Tuesday, September 26, 2017

Nocturama


Among Nocturama’s visions of terrorist violence—windows blown out at the Palais de Justice, a statue of Joan of Arc set ablaze, the top of a skyscraper shattered by explosions—nothing is quite so unsettling as the sight of a lone car burning on an empty Parisian street at night. No curious onlookers, no first responders: this is terror turned mundane, the point where fear and paranoia gives way to numbness and inertia. David, one of the film’s dewy revolutionaries, encounters the wreck on a midnight stroll following a carefully coordinated city-wide bombing carried out by his comrades. Of the entire group, he is the one most unsettled by these actions, and he has slipped away from the others in an attempt to grasp how, if at all, the world has been changed by the explosions. Briefly, he chats with a girl on a bicycle, asking her about what has been happening in the wake of the attack; she speaks in the blasé tones of an opiated Cassandra about how she had always known this was coming at some point. Like so many of the characters shown in the film, she accepts the prospect of her world being engulfed in flame with the same shrugging indifference with which one greets bad weather.

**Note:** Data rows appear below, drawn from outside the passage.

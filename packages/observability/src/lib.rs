//! # Observability
//!
//! Logging setup for the butchery storefront crates.
//!
//! Library crates only emit `tracing` events. The binary calls
//! [`init_with_config`] once at startup, which installs:
//!
//! - a JSONL layer appending one object per event to
//!   `~/.butchery/logs/dev.jsonl` (or [`LogConfig::log_path`]),
//! - an optional compact stderr layer for interactive runs.
//!
//! ```rust,ignore
//! observability::init_with_config(observability::LogConfig {
//!     service_name: "cli".into(),
//!     default_level: "debug".into(),
//!     ..Default::default()
//! });
//! tracing::info!("ready");
//! ```

mod json_layer;
mod sink;

use std::path::PathBuf;

pub use json_layer::LogEntry;
pub use sink::CentralLogWriter;

/// Configuration for the logging system.
#[derive(Debug, Clone)]
pub struct LogConfig {
    /// Name of the service (e.g., "cli", "storefront").
    /// Included in every log line for filtering.
    pub service_name: String,

    /// Default log level filter (e.g., "debug", "info", "warn").
    /// Can be overridden by `RUST_LOG` environment variable.
    pub default_level: String,

    /// Optional custom log file path.
    /// Defaults to `~/.butchery/logs/dev.jsonl`.
    pub log_path: Option<PathBuf>,

    /// Also emit logs to stderr for immediate feedback.
    pub also_stderr: bool,
}

impl Default for LogConfig {
    fn default() -> Self {
        Self {
            service_name: "unknown".into(),
            default_level: "info".into(),
            log_path: None,
            also_stderr: false,
        }
    }
}

/// Initialize logging with custom configuration.
///
/// If the log file cannot be opened the JSONL layer is skipped and a
/// warning is emitted on whatever sinks remain; logging never aborts the
/// caller.
pub fn init_with_config(config: LogConfig) {
    sink::init_subscriber(&config);
}
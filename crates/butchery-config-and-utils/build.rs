fn main() {
    // option_env!() values are cached between builds unless cargo is told to watch them.
    println!("cargo:rerun-if-env-changed=BUTCHERY_API_URL");
}
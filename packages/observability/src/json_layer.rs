//! Custom JSON layer for structured logging.
//!
//! Produces clean JSONL output with all required fields:
//! - timestamp (RFC 3339)
//! - level (DEBUG, INFO, WARN, ERROR)
//! - service (from LogConfig)
//! - pid (process ID)
//! - target (module path)
//! - message
//! - fields (structured key-value pairs, credentials redacted)

use chrono::Utc;
use serde::Serialize;
use std::collections::HashMap;
use std::fmt;
use std::io::Write;
use tracing::field::{Field, Visit};
use tracing::{Event, Level, Subscriber};
use tracing_subscriber::fmt::MakeWriter;
use tracing_subscriber::layer::Context;
use tracing_subscriber::registry::LookupSpan;
use tracing_subscriber::Layer;

/// A single structured log entry.
#[derive(Debug, Clone, Serialize)]
pub struct LogEntry {
    /// RFC 3339 timestamp
    pub timestamp: String,
    /// Log level
    pub level: String,
    /// Service name
    pub service: String,
    /// Process ID
    pub pid: u32,
    /// Target/subsystem (module path)
    pub target: String,
    /// Log message
    pub message: String,
    /// Structured fields
    #[serde(skip_serializing_if = "HashMap::is_empty")]
    pub fields: HashMap<String, serde_json::Value>,
    /// Span context (if any)
    #[serde(skip_serializing_if = "Option::is_none")]
    pub span: Option<String>,
    /// Source file
    #[serde(skip_serializing_if = "Option::is_none")]
    pub file: Option<String>,
    /// Source line
    #[serde(skip_serializing_if = "Option::is_none")]
    pub line: Option<u32>,
}

/// Field names whose values never reach the log file.
const REDACTED_FIELDS: &[&str] = &["password", "access_token", "refresh_token", "authorization"];

const REDACTED: &str = "[redacted]";

/// Visitor that extracts fields from tracing events.
#[derive(Default)]
struct FieldVisitor {
    fields: HashMap<String, serde_json::Value>,
    message: Option<String>,
}

impl FieldVisitor {
    fn insert(&mut self, field: &Field, value: serde_json::Value) {
        let name = field.name();
        let value = if REDACTED_FIELDS.contains(&name) {
            serde_json::Value::String(REDACTED.to_string())
        } else {
            value
        };
        self.fields.insert(name.to_string(), value);
    }

    fn insert_text(&mut self, field: &Field, text: String) {
        if field.name() == "message" {
            self.message = Some(text);
        } else {
            self.insert(field, serde_json::Value::String(text));
        }
    }
}

impl Visit for FieldVisitor {
    fn record_debug(&mut self, field: &Field, value: &dyn fmt::Debug) {
        self.insert_text(field, format!("{:?}", value));
    }

    fn record_str(&mut self, field: &Field, value: &str) {
        self.insert_text(field, value.to_string());
    }

    fn record_i64(&mut self, field: &Field, value: i64) {
        self.insert(field, value.into());
    }

    fn record_u64(&mut self, field: &Field, value: u64) {
        self.insert(field, value.into());
    }

    fn record_bool(&mut self, field: &Field, value: bool) {
        self.insert(field, value.into());
    }

    fn record_f64(&mut self, field: &Field, value: f64) {
        let value = serde_json::Number::from_f64(value)
            .map(serde_json::Value::Number)
            .unwrap_or_else(|| serde_json::Value::String(value.to_string()));
        self.insert(field, value);
    }

    fn record_error(&mut self, field: &Field, value: &(dyn std::error::Error + 'static)) {
        self.insert_text(field, value.to_string());
    }
}

/// Custom JSON layer that produces clean JSONL output.
pub struct JsonLayer<W> {
    service_name: String,
    pid: u32,
    make_writer: W,
}

impl<W> JsonLayer<W> {
    pub fn new(service_name: String, make_writer: W) -> Self {
        Self {
            service_name,
            pid: std::process::id(),
            make_writer,
        }
    }
}

impl<S, W> Layer<S> for JsonLayer<W>
where
    S: Subscriber + for<'a> LookupSpan<'a>,
    W: for<'writer> MakeWriter<'writer> + 'static,
{
    fn on_event(&self, event: &Event<'_>, ctx: Context<'_, S>) {
        let mut visitor = FieldVisitor::default();
        event.record(&mut visitor);

        let span_name = ctx.event_span(event).map(|s| s.name().to_string());

        let metadata = event.metadata();

        let entry = LogEntry {
            timestamp: Utc::now().to_rfc3339_opts(chrono::SecondsFormat::Micros, true),
            level: level_to_string(*metadata.level()),
            service: self.service_name.clone(),
            pid: self.pid,
            target: metadata.target().to_string(),
            message: visitor.message.unwrap_or_default(),
            fields: visitor.fields,
            span: span_name,
            file: metadata.file().map(|s| s.to_string()),
            line: metadata.line(),
        };

        if let Ok(json) = serde_json::to_string(&entry) {
            let mut writer = self.make_writer.make_writer();
            let _ = writeln!(writer, "{}", json);
        }
    }
}

fn level_to_string(level: Level) -> String {
    match level {
        Level::TRACE => "TRACE",
        Level::DEBUG => "DEBUG",
        Level::INFO => "INFO",
        Level::WARN => "WARN",
        Level::ERROR => "ERROR",
    }
    .to_string()
}
//! Register and login forms for the storefront.
//!
//! This crate provides:
//! - Local validation with field-keyed messages
//! - Submit flows that call the auth endpoints, update the session and
//!   map failures to a user-facing message by HTTP status
//! - Route gating for the protected pages
//! - English and Arabic message catalogs, with locale path prefixes

mod flows;
mod i18n;
mod routes;
mod validation;

pub use flows::{registered_banner, AuthForms, FormOutcome};
pub use i18n::{localized_path, split_locale, Locale, MessageKey, TextDirection};
pub use routes::{gate, RouteDecision, ADMIN, ADMIN_LOGIN, DASHBOARD, LOGIN, REGISTER, REGISTERED_LOGIN};
pub use validation::{
    is_valid_email, is_valid_phone, validate_login, validate_register, Field, FieldError,
    LoginForm, RegisterForm, PASSWORD_MIN_LENGTH,
};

Bertrand Bonello has drained his film’s terrorists—a deliberately multi-racial group of mostly university-age Parisians—of any sense of purpose. There are allusions to economic discontent and historic revolts, but the group mostly carries out its plans with an impersonal, almost robotic, efficiency. The members are conduits for a violence they neither comprehend nor fully control, as the escalating brutality of the film’s conclusion suggests. Only once the group members are holed up in a department store to wait out the post-bombing chaos does their youth and naiveté become fully apparent. As sirens flicker in the streets outside and dead security guards slowly leak blood onto the store’s floor, the terrorists marvel at the quality of the building’s sound system and playfully wield plastic guns. The stricken cry of “Aidez-moi! Aidez-moi!” that concludes the film is the sound of sleepwalker awakening in a strange and frightening place, covered in blood and holding a gun that he does not recognize is his own. Everyone’s complicity in the system they seek to destroy is summed up by one terrorist’s encounter with his mannequin doppelganger, decked out in the same Nike-stamped blue shirt he wears. A martyr without a cause, he will spend his death not on the streets of paradise, but in the aisles of Printemps.